You are viewing a plain text version of this content. The canonical link for it is here.
Posted to user@tika.apache.org by Jon Gorrono <jp...@ucdavis.edu> on 2012/03/14 02:34:41 UTC

'looking' inside an OOXML container

Greetings... I am new to Tika and I am trying to detect the
internal doc format of an ooxml container/file

When I call detect (InputStream, String) in a new Ticka() instance, it
appears I can fool the detector(s) by changing the file extension of a
docx file to xlsx...the detection returns
application/vnd.openxmlformats-officedocument.spreadsheetml.sheet

Since in the code comments use the word 'hint' to describe the use of
resource names during detection, I was hoping that the hint itself was
taken lightly: advisory

Our application accepts a very limited set of file extensions, and we
have to expect that some users will solve any conundrums about file
formats by renaming their files to meet the requirements.

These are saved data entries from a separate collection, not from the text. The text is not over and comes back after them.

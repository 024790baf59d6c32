mod common;

use common::ScriptedLlm;
use lodestar::copilot::Copilot;
use lodestar::dashboard::DashboardConfig;
use lodestar::interpreter::AgentAction;
use lodestar::sql_engine::DataEngine;
use polars::prelude::*;
use std::sync::Arc;

fn orders_engine() -> Result<Arc<DataEngine>, Box<dyn std::error::Error>> {
    let engine = DataEngine::new();
    engine.register_frame(
        "orders",
        df![
            "region" => ["east", "west", "north"],
            "amount" => [120.0, 45.0, 80.0]
        ]?,
    )?;
    Ok(Arc::new(engine))
}

#[tokio::test]
async fn factual_question_carries_a_data_preview_into_the_reply() -> Result<(), Box<dyn std::error::Error>> {
    let llm = ScriptedLlm::new(&[
        // investigate phase emits SQL
        "```sql\nSELECT region, SUM(amount) AS total FROM orders GROUP BY region;\n```",
        // respond phase answers
        r#"{"response_type": "text_answer", "content": "East leads at 120.", "suggestions": ["Split by month", "Check west margins"]}"#,
    ]);
    let copilot = Copilot::new(llm.clone(), orders_engine()?);

    let envelope = copilot
        .process_query("which region sells the most?", &DashboardConfig::default(), None)
        .await;

    assert_eq!(
        envelope.action,
        AgentAction::TextAnswer("East leads at 120.".to_string())
    );
    assert_eq!(envelope.suggestions, vec!["Split by month", "Check west margins"]);

    // fences and the trailing semicolon are stripped before execution, and
    // the respond prompt sees the fetched rows
    let prompts = llm.prompts_seen();
    assert_eq!(prompts.len(), 2);
    assert!(prompts[1].contains("[Query]: SELECT region, SUM(amount) AS total FROM orders GROUP BY region"));
    assert!(prompts[1].contains("| region | total |"), "prompt: {}", prompts[1]);
    assert!(prompts[1].contains("DATA CONTEXT"));
    Ok(())
}

#[tokio::test]
async fn dashboard_edit_skips_the_query_and_returns_a_config() -> Result<(), Box<dyn std::error::Error>> {
    let llm = ScriptedLlm::new(&[
        "UPDATE_DASHBOARD",
        r#"{"response_type": "update_dashboard", "content": {"dashboard_title": "Orders (lean)", "kpi_cards": [], "charts": []}, "suggestions": ["Add a trend chart", "Save this layout"]}"#,
    ]);
    let copilot = Copilot::new(llm.clone(), orders_engine()?);

    let envelope = copilot
        .process_query("remove everything but the title", &DashboardConfig::default(), Some("Orders Overview"))
        .await;

    match envelope.action {
        AgentAction::UpdateDashboard(config) => assert_eq!(config.title, "Orders (lean)"),
        other => panic!("expected an update, got {:?}", other),
    }

    let prompts = llm.prompts_seen();
    assert!(prompts[1].contains("The user wants a dashboard update. No data was fetched."));
    assert!(prompts[1].contains("FOCUS AREA"));
    assert!(prompts[1].contains("Orders Overview"));
    Ok(())
}

#[tokio::test]
async fn failed_sql_is_reported_inline_not_fatally() -> Result<(), Box<dyn std::error::Error>> {
    let llm = ScriptedLlm::new(&[
        "SELECT sum(amount) FROM not_a_table",
        r#"{"response_type": "text_answer", "content": "I could not find that table.", "suggestions": []}"#,
    ]);
    let copilot = Copilot::new(llm.clone(), orders_engine()?);

    let envelope = copilot
        .process_query("total for the archive table?", &DashboardConfig::default(), None)
        .await;

    assert_eq!(
        envelope.action,
        AgentAction::TextAnswer("I could not find that table.".to_string())
    );
    let prompts = llm.prompts_seen();
    assert!(prompts[1].contains("Query failed:"), "prompt: {}", prompts[1]);
    Ok(())
}

#[tokio::test]
async fn unparsable_reply_degrades_to_a_fallback_answer() -> Result<(), Box<dyn std::error::Error>> {
    let llm = ScriptedLlm::new(&["SUMMARIZE", "Sure! Sales look healthy overall."]);
    let copilot = Copilot::new(llm.clone(), orders_engine()?);

    let envelope = copilot
        .process_query("summarize the dashboard", &DashboardConfig::default(), None)
        .await;

    match envelope.action {
        AgentAction::TextAnswer(text) => {
            assert!(text.contains("error parsing the response"), "text: {}", text)
        }
        other => panic!("expected fallback text, got {:?}", other),
    }
    assert!(!envelope.suggestions.is_empty());
    Ok(())
}
//! Dashboard Model Module
//!
//! The dashboard configuration exchanged with the language model, persisted
//! in workspaces and consumed by the rendering layer: a title, KPI cards and
//! chart specs, every visual backed by its own SQL. Field tolerance matters
//! here because configs routinely arrive from LLM output.

use serde::{Deserialize, Serialize};

#[derive(Debug, Clone, Serialize, Deserialize, Default, PartialEq)]
pub struct DashboardConfig {
    #[serde(alias = "dashboard_title", default)]
    pub title: String,
    #[serde(default)]
    pub kpi_cards: Vec<KpiSpec>,
    #[serde(default)]
    pub charts: Vec<ChartSpec>,
}

impl DashboardConfig {
    pub fn is_empty(&self) -> bool {
        self.kpi_cards.is_empty() && self.charts.is_empty()
    }

    /// Compact content listing used for workspace signatures.
    pub fn content_outline(&self) -> String {
        let kpis: Vec<&str> = self.kpi_cards.iter().map(|k| k.label.as_str()).collect();
        let charts: Vec<&str> = self.charts.iter().map(|c| c.title.as_str()).collect();
        format!("KPIs: {}. Charts: {}.", kpis.join(", "), charts.join(", "))
    }
}

#[derive(Debug, Clone, Serialize, Deserialize, PartialEq)]
pub struct KpiSpec {
    pub id: String,
    pub label: String,
    pub sql_query: String,
    #[serde(default)]
    pub format: KpiFormat,
}

/// Display style for a KPI value. Unknown styles fall back to plain numbers
/// rather than failing the whole config.
#[derive(Debug, Clone, Copy, PartialEq, Eq, Serialize, Deserialize, Default)]
#[serde(rename_all = "lowercase", from = "String")]
pub enum KpiFormat {
    Currency,
    Percent,
    #[default]
    Number,
}

impl From<String> for KpiFormat {
    fn from(raw: String) -> Self {
        match raw.trim().to_lowercase().as_str() {
            "currency" => KpiFormat::Currency,
            "percent" | "percentage" => KpiFormat::Percent,
            _ => KpiFormat::Number,
        }
    }
}

impl KpiFormat {
    pub fn format_value(&self, value: f64) -> String {
        match self {
            KpiFormat::Currency => format!("${}", format_grouped(value, 2)),
            KpiFormat::Percent => format!("{:.1}%", value),
            KpiFormat::Number => {
                if value.fract().abs() < 1e-9 {
                    format_grouped(value, 0)
                } else {
                    format_grouped(value, 2)
                }
            }
        }
    }
}

#[derive(Debug, Clone, Serialize, Deserialize, PartialEq)]
pub struct ChartSpec {
    pub id: String,
    #[serde(rename = "type", alias = "chart_type", default)]
    pub kind: ChartKind,
    pub title: String,
    pub sql_query: String,
    #[serde(default)]
    pub x_column: String,
    #[serde(default)]
    pub y_column: String,
    #[serde(default, skip_serializing_if = "Option::is_none")]
    pub color_column: Option<String>,
    #[serde(default, skip_serializing_if = "Option::is_none")]
    pub description: Option<String>,
}

#[derive(Debug, Clone, Copy, PartialEq, Eq, Serialize, Deserialize, Default)]
#[serde(rename_all = "lowercase", from = "String")]
pub enum ChartKind {
    #[default]
    Bar,
    Line,
    Pie,
    Scatter,
    Area,
}

impl From<String> for ChartKind {
    fn from(raw: String) -> Self {
        match raw.trim().to_lowercase().as_str() {
            "line" => ChartKind::Line,
            "pie" | "donut" => ChartKind::Pie,
            "scatter" => ChartKind::Scatter,
            "area" => ChartKind::Area,
            _ => ChartKind::Bar,
        }
    }
}

/// Thousands-grouped decimal rendering, e.g. 1234567.8 at 2 decimals is
/// "1,234,567.80".
pub(crate) fn format_grouped(value: f64, decimals: usize) -> String {
    let negative = value < 0.0;
    let formatted = format!("{:.*}", decimals, value.abs());
    let (int_part, frac_part) = match formatted.split_once('.') {
        Some((i, f)) => (i.to_string(), Some(f.to_string())),
        None => (formatted, None),
    };

    let mut grouped = String::new();
    let digits: Vec<char> = int_part.chars().collect();
    for (i, c) in digits.iter().enumerate() {
        if i > 0 && (digits.len() - i) % 3 == 0 {
            grouped.push(',');
        }
        grouped.push(*c);
    }

    let mut out = String::new();
    if negative {
        out.push('-');
    }
    out.push_str(&grouped);
    if let Some(frac) = frac_part {
        out.push('.');
        out.push_str(&frac);
    }
    out
}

I think I've all the jars (including transient dep's) piled onto the
classpath so that the more rigorous detection can take place...I've
gone thru the list of jars in the 1.0 gettingstarted.html doc twice to
make sure they are all listed in the eclipse classpath.... I just
don't know if what I am seeing is consistent with missing jars or not.

I done some debugging and see a very long list of Magics, but, again,
don;t know if that is core or not.... should I see a long list of
detectors as well?

Any help offered would be appreciated

-- 
Jon Gorrono
PGP Key: 0x5434509D -
http{pgp.mit.edu:11371/pks/lookup?search=0x5434509D&op=index}
GSWoT Introducer - {GSWoT:US75 5434509D Jon P. Gorrono <jpgorrono -
www.gswot.org>}
http{middleware.ucdavis.edu}

Re: 'looking' inside an OOXML container

Posted by Jon Gorrono <jp...@ucdavis.edu>.
Thanks for the response.... replies in-line below...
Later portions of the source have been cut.